I’m not sure quite how a join_interval could be implemented. A device joins, ideally once in its life, and then transmits uplinks. It’s then in a double-negative mode - as in, how does it know if it’s not in range or joined or that the gateways haven’t been switched off or stolen or similar. There’s been quite some discussion on the TTN forum about this.
The only sensible way is for it to perform a confirmed uplink at some appropriate interval - like once a day - at the expense of the entire local community as the gateway can’t hear any uplinks whilst it’s transmitting it’s confirm, however briefly. One way of mitigating this is to have some significant overlap of gateways, so other devices are still in range of a listening gateway whilst the another one is transmitting.
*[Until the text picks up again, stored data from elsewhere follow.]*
//! MySQL: database per tenant.

use super::BackendOps;
use crate::lock::{AdvisoryLock, MySqlNamedLock};

/// MySQL backend. Tenants are databases, switched with `USE`.
///
/// MySQL commits DDL implicitly, so a failed tenant migration can leave a
/// created database behind; rerunning the migration is safe because every
/// statement is `IF NOT EXISTS`.
#[derive(Debug, Clone, Copy, Default)]
pub struct MySql {
    lock: MySqlNamedLock,
}

impl MySql {
    /// Create the backend.
    pub fn new() -> Self {
        Self::default()
    }
}

impl BackendOps for MySql {
    fn name(&self) -> &'static str {
        "mysql"
    }

    fn quote_identifier(&self, ident: &str) -> String {
        format!("`{}`", ident.replace('`', "``"))
    }

    fn create_namespace_sql(&self, namespace: &str) -> String {
        format!(
            "CREATE DATABASE IF NOT EXISTS {}",
            self.quote_identifier(namespace)
        )
    }

    fn drop_namespace_sql(&self, namespace: &str) -> String {
        format!("DROP DATABASE IF EXISTS {}", self.quote_identifier(namespace))
    }

    fn use_namespace_sql(&self, namespace: &str) -> String {
        format!("USE {}", self.quote_identifier(namespace))
    }

    fn current_namespace_sql(&self) -> &'static str {
        "SELECT DATABASE()"
    }

    fn lock(&self) -> &dyn AdvisoryLock {
        &self.lock
    }

    fn namespace_check_sql(&self, column: &str) -> String {
        let column = self.quote_identifier(column);
        format!(
            "CHECK (REGEXP_LIKE({column}, '^[_a-zA-Z][_a-zA-Z0-9]{{2,}}$', 'c') AND {column} NOT LIKE 'pg\\_%')"
        )
    }
}

#[cfg(test)]
mod tests {
    use super::*;
    use crate::lock::LockScope;

    #[test]
    fn test_statements() {
        let mysql = MySql::new();
        assert_eq!(
            mysql.create_namespace_sql("acme"),
            "CREATE DATABASE IF NOT EXISTS `acme`"
        );
        assert_eq!(mysql.drop_namespace_sql("acme"), "DROP DATABASE IF EXISTS `acme`");
        assert_eq!(mysql.use_namespace_sql("acme"), "USE `acme`");
        assert_eq!(mysql.current_namespace_sql(), "SELECT DATABASE()");
        assert_eq!(mysql.lock().scope(), LockScope::Session);
    }

    #[test]
    fn test_quote_escapes_backticks() {
        assert_eq!(MySql::new().quote_identifier("ac`me"), "`ac``me`");
    }

    #[test]
    fn test_check_constraint() {
        let sql = MySql::new().namespace_check_sql("id");
        assert!(sql.starts_with("CHECK (REGEXP_LIKE(`id`, '^[_a-zA-Z][_a-zA-Z0-9]{2,}$', 'c')"));
        assert!(sql.ends_with("`id` NOT LIKE 'pg\\_%')"));
    }
}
The other scheme is to send a downlink at a particularly interval and if the device doesn’t get it’s downlink as expected, it performs a re-join.
Multiple re-joins then make a mess of the join nonce as firmware tends toward some questionable mechanisms for deriving the nonce. And if you have a few hundred devices being serviced by a gateway, all those gateway transmissions can result in a cascade - so the gateway transmitting means it doesn’t hear a confimed uplink, the device doesn’t get it’s confirmation, performs a join, which requires a transmitted response, which blocks another devices confirmed uplink and it just goes round in circles. Mathematically unlikely, but hugely entertaining / interesting when it happens, but I’ve only seen it for real on devices on RS485 chains.
Ideally you want the device not to go offline or fail to sleep, thereby running the battery down. The next best alternative is to watchdog &/or enforced reset at defined intervals, but keep the join keys & counters in flash.